### Your assignment:
In the records that follow, the lines from the one containing "filename src/memory.rs" to the one containing "if frame_size == 0", inclusive, are to be given again exactly.

Stored items:

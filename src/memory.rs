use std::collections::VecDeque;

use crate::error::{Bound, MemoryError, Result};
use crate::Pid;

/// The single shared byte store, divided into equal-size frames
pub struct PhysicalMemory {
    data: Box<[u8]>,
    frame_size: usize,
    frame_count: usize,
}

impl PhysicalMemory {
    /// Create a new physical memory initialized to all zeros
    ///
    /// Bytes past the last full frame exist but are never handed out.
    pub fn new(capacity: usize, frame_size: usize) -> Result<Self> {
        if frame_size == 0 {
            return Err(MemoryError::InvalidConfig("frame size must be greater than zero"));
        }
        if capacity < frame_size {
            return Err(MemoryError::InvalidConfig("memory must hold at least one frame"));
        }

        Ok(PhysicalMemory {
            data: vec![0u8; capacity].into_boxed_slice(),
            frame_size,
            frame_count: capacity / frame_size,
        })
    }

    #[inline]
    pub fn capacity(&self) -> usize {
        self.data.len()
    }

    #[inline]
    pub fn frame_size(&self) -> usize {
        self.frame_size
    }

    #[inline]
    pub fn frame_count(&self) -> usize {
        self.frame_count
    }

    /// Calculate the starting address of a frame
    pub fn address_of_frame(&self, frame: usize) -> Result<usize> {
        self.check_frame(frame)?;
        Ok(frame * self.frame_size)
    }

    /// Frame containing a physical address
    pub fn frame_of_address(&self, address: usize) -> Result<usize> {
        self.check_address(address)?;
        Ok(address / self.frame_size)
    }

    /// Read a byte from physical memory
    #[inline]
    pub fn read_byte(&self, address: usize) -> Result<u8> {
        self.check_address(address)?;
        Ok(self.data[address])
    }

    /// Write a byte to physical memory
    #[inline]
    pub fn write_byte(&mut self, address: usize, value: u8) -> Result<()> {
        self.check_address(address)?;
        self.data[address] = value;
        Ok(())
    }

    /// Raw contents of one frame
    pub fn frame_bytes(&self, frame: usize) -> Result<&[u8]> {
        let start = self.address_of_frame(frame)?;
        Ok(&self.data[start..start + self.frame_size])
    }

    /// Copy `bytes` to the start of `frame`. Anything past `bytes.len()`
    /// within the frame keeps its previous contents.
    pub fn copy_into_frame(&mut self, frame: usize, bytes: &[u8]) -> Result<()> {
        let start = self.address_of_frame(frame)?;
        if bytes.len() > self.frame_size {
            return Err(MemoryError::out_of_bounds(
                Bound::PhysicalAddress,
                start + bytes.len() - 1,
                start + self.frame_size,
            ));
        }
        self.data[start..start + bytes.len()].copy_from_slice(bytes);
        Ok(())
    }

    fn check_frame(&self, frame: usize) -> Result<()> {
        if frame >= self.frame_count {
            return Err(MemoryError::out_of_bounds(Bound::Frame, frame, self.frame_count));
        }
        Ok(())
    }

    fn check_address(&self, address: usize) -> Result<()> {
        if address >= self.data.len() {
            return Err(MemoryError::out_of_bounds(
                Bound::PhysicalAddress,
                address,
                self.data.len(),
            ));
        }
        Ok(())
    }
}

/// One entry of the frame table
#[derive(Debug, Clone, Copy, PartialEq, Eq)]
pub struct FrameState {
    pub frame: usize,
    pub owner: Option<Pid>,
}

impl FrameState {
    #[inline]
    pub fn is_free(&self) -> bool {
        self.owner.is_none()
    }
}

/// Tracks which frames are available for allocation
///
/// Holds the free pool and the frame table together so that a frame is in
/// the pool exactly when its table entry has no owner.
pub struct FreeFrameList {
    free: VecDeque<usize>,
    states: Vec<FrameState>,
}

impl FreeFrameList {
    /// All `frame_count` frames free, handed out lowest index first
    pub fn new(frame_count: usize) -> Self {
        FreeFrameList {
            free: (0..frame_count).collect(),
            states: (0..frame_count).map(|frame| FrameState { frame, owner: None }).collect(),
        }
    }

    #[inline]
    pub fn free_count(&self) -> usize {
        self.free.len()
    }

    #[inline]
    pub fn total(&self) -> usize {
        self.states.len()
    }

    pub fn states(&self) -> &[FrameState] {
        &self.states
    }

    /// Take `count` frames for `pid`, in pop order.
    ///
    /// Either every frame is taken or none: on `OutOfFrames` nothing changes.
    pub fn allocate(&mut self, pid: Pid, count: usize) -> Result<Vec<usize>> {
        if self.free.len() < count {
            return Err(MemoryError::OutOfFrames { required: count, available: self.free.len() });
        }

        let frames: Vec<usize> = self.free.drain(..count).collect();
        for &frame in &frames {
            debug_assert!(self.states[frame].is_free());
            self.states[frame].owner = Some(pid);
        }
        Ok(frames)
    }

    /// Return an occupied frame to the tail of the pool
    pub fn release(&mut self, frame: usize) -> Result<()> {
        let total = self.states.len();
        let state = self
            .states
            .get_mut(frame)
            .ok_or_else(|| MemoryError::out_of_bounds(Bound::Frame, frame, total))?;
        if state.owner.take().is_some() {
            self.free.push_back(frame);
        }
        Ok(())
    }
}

...

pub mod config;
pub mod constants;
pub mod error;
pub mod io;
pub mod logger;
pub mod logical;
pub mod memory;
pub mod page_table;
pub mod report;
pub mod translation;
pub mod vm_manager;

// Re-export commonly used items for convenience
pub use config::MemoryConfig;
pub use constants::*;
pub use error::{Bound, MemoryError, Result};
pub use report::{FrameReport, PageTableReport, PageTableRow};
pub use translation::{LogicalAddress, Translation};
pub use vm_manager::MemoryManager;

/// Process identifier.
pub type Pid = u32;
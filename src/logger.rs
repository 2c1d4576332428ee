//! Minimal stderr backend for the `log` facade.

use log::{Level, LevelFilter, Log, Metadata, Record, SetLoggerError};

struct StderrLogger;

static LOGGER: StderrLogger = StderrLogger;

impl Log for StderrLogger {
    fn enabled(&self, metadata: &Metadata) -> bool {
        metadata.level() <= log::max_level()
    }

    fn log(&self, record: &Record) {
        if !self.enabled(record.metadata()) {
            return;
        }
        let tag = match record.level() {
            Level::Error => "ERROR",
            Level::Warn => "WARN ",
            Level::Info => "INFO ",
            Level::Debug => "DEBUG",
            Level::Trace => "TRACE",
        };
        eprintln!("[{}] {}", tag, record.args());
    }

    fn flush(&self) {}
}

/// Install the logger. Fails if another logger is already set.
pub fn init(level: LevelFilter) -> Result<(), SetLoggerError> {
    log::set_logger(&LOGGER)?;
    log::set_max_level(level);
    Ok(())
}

### Response to this exercise:
filename src/memory.rs
use std::collections::VecDeque;

use crate::error::{Bound, MemoryError, Result};
use crate::Pid;

/// The single shared byte store, divided into equal-size frames
pub struct PhysicalMemory {
    data: Box<[u8]>,
    frame_size: usize,
    frame_count: usize,
}

impl PhysicalMemory {
    /// Create a new physical memory initialized to all zeros
    ///
    /// Bytes past the last full frame exist but are never handed out.
    pub fn new(capacity: usize, frame_size: usize) -> Result<Self> {
        if frame_size == 0 {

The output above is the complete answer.